Stored data:
......
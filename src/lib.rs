//! **maze_canvas** carves perfect mazes, lays them out as tiles and fits them onto a fixed size
//! canvas for camera framing or PNG export.

// Needed by `error_chain!` which expands to a lot of code.
#![recursion_limit = "1024"]

pub mod cells;
pub mod errors;
pub mod exporters;
pub mod generators;
pub mod geometry;
pub mod grid;
pub mod layout;
pub mod styles;
pub mod surface;
pub mod units;
mod utils;
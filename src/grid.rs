use bit_set::BitSet;
use error_chain::bail;
use std::fmt;

use crate::cells::{Cartesian2DCoordinate, CompassPrimary};
use crate::errors::*;
use crate::units::{Height, Width};
use crate::utils::{self, FnvHashSet};

pub const MIN_DIMENSION: usize = 3;

/// Width and height of a maze grid, both always odd and at least `MIN_DIMENSION`.
///
/// Odd dimensions give a lattice of odd coordinate cells surrounded by a wall border, which is what
/// the carving algorithms work on.
#[derive(Eq, PartialEq, Debug, Copy, Clone)]
pub struct MazeDimensions {
    width: Width,
    height: Height,
}

impl MazeDimensions {
    /// Even sizes are bumped up by one. Anything smaller than `MIN_DIMENSION` is refused.
    pub fn new(width: Width, height: Height) -> Result<MazeDimensions> {
        let (Width(w), Height(h)) = (width, height);
        if w < MIN_DIMENSION || h < MIN_DIMENSION {
            bail!(ErrorKind::InvalidDimensions(w, h));
        }

        Ok(MazeDimensions {
            width: Width(make_odd(w)),
            height: Height(make_odd(h)),
        })
    }

    #[inline]
    pub fn width(&self) -> Width {
        self.width
    }

    #[inline]
    pub fn height(&self) -> Height {
        self.height
    }

    #[inline]
    pub fn size(&self) -> usize {
        self.width.0 * self.height.0
    }
}

fn make_odd(n: usize) -> usize {
    if n % 2 == 0 { n + 1 } else { n }
}

/// A rectangular grid of cells that are either passage or wall.
#[derive(Clone, PartialEq, Eq)]
pub struct MazeGrid {
    passages: BitSet,
    width: usize,
    height: usize,
}

impl fmt::Debug for MazeGrid {
    fn fmt(&self, f: &mut fmt::Formatter) -> fmt::Result {
        write!(f,
               "MazeGrid :: width: {:?}, height: {:?}, passages: {:?}",
               self.width,
               self.height,
               self.passage_count())
    }
}

impl MazeGrid {
    /// A grid of the given dimensions with every cell a wall.
    pub fn new(dimensions: MazeDimensions) -> MazeGrid {
        let (Width(width), Height(height)) = (dimensions.width(), dimensions.height());
        MazeGrid {
            passages: BitSet::with_capacity(width * height),
            width,
            height,
        }
    }

    /// Build a grid from rows of cells, `true` meaning passage.
    ///
    /// Returns None if the rows are not all the same length.
    pub fn from_rows<R: AsRef<[bool]>>(rows: &[R]) -> Option<MazeGrid> {
        let height = rows.len();
        let width = rows.first().map_or(0, |row| row.as_ref().len());
        if rows.iter().any(|row| row.as_ref().len() != width) {
            return None;
        }

        let mut passages = BitSet::with_capacity(width * height);
        for (y, row) in rows.iter().enumerate() {
            for (x, &is_passage) in row.as_ref().iter().enumerate() {
                if is_passage {
                    passages.insert(y * width + x);
                }
            }
        }

        Some(MazeGrid { passages, width, height })
    }

    #[inline]
    pub fn width(&self) -> Width {
        Width(self.width)
    }

    #[inline]
    pub fn height(&self) -> Height {
        Height(self.height)
    }

    #[inline]
    pub fn size(&self) -> usize {
        self.width * self.height
    }

    #[inline]
    pub fn is_empty(&self) -> bool {
        self.size() == 0
    }

    #[inline]
    pub fn passage_count(&self) -> usize {
        self.passages.len()
    }

    /// Is the grid coordinate within the grid's dimensions
    #[inline]
    pub fn is_valid_coordinate(&self, coord: Cartesian2DCoordinate) -> bool {
        (coord.x as usize) < self.width && (coord.y as usize) < self.height
    }

    /// Is the coordinate strictly inside the wall border of the grid.
    #[inline]
    pub fn is_interior(&self, coord: Cartesian2DCoordinate) -> bool {
        let (x, y) = (coord.x as usize, coord.y as usize);
        x > 0 && y > 0 && x + 1 < self.width && y + 1 < self.height
    }

    /// Out of bounds coordinates are walls.
    pub fn is_passage(&self, coord: Cartesian2DCoordinate) -> bool {
        self.grid_coordinate_to_index(coord)
            .map_or(false, |index| self.passages.contains(index))
    }

    /// Turn a wall into a passage. Returns true if the cell was a wall before.
    pub fn carve(&mut self, coord: Cartesian2DCoordinate) -> bool {
        match self.grid_coordinate_to_index(coord) {
            Some(index) => self.passages.insert(index),
            None => false,
        }
    }

    /// Turn every cell back into a wall.
    pub fn fill(&mut self) {
        self.passages.clear();
    }

    /// Convert a grid coordinate to a one dimensional index in the range 0...grid.size().
    /// Returns None if the grid coordinate is invalid.
    #[inline]
    pub fn grid_coordinate_to_index(&self, coord: Cartesian2DCoordinate) -> Option<usize> {
        if self.is_valid_coordinate(coord) {
            Some(coord.y as usize * self.width + coord.x as usize)
        } else {
            None
        }
    }

    pub fn neighbour_at_direction(&self,
                                  coord: Cartesian2DCoordinate,
                                  direction: CompassPrimary)
                                  -> Option<Cartesian2DCoordinate> {
        coord.offset(direction, 1)
             .filter(|neighbour| self.is_valid_coordinate(*neighbour))
    }

    /// Every cell coordinate, rows top to bottom and columns left to right.
    pub fn iter(&self) -> impl Iterator<Item = Cartesian2DCoordinate> + '_ {
        let width = self.width;
        (0..self.size()).map(move |index| Cartesian2DCoordinate::from_row_major_index(index, width))
    }

    /// Every passage cell coordinate, in the same order as `iter`.
    pub fn iter_passages(&self) -> impl Iterator<Item = Cartesian2DCoordinate> + '_ {
        let width = self.width;
        self.passages.iter().map(move |index| Cartesian2DCoordinate::from_row_major_index(index, width))
    }

    /// Passage cells that can be reached from `start` by moving through passage cells only.
    pub fn reachable_from(&self, start: Cartesian2DCoordinate) -> FnvHashSet<Cartesian2DCoordinate> {
        let mut visited = utils::fnv_hashset(self.passage_count());
        if !self.is_passage(start) {
            return visited;
        }

        visited.insert(start);
        let mut frontier = vec![start];
        while let Some(coord) = frontier.pop() {
            for dir in CompassPrimary::ALL.iter() {
                if let Some(neighbour) = self.neighbour_at_direction(coord, *dir) {
                    if self.is_passage(neighbour) && visited.insert(neighbour) {
                        frontier.push(neighbour);
                    }
                }
            }
        }

        visited
    }

    /// Count of pairs of axis adjacent passage cells, i.e. the edges of the passage graph.
    pub fn connections_count(&self) -> usize {
        self.iter_passages()
            .map(|coord| {
                [CompassPrimary::East, CompassPrimary::South]
                    .iter()
                    .filter_map(|dir| self.neighbour_at_direction(coord, *dir))
                    .filter(|neighbour| self.is_passage(*neighbour))
                    .count()
            })
            .sum()
    }
}

impl fmt::Display for MazeGrid {
    fn fmt(&self, f: &mut fmt::Formatter) -> fmt::Result {
        for y in 0..self.height {
            let line: String = (0..self.width)
                .map(|x| {
                    if self.is_passage(Cartesian2DCoordinate::new(x as u32, y as u32)) {
                        ' '
                    } else {
                        '#'
                    }
                })
                .collect();
            writeln!(f, "{}", line)?;
        }
        Ok(())
    }
}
......
▸ Problem: What lines in the entries above include the string "FnvHashSet"? Return each one.

▸ Task solution:
use crate::utils::{self, FnvHashSet};
    pub fn reachable_from(&self, start: Cartesian2DCoordinate) -> FnvHashSet<Cartesian2DCoordinate> {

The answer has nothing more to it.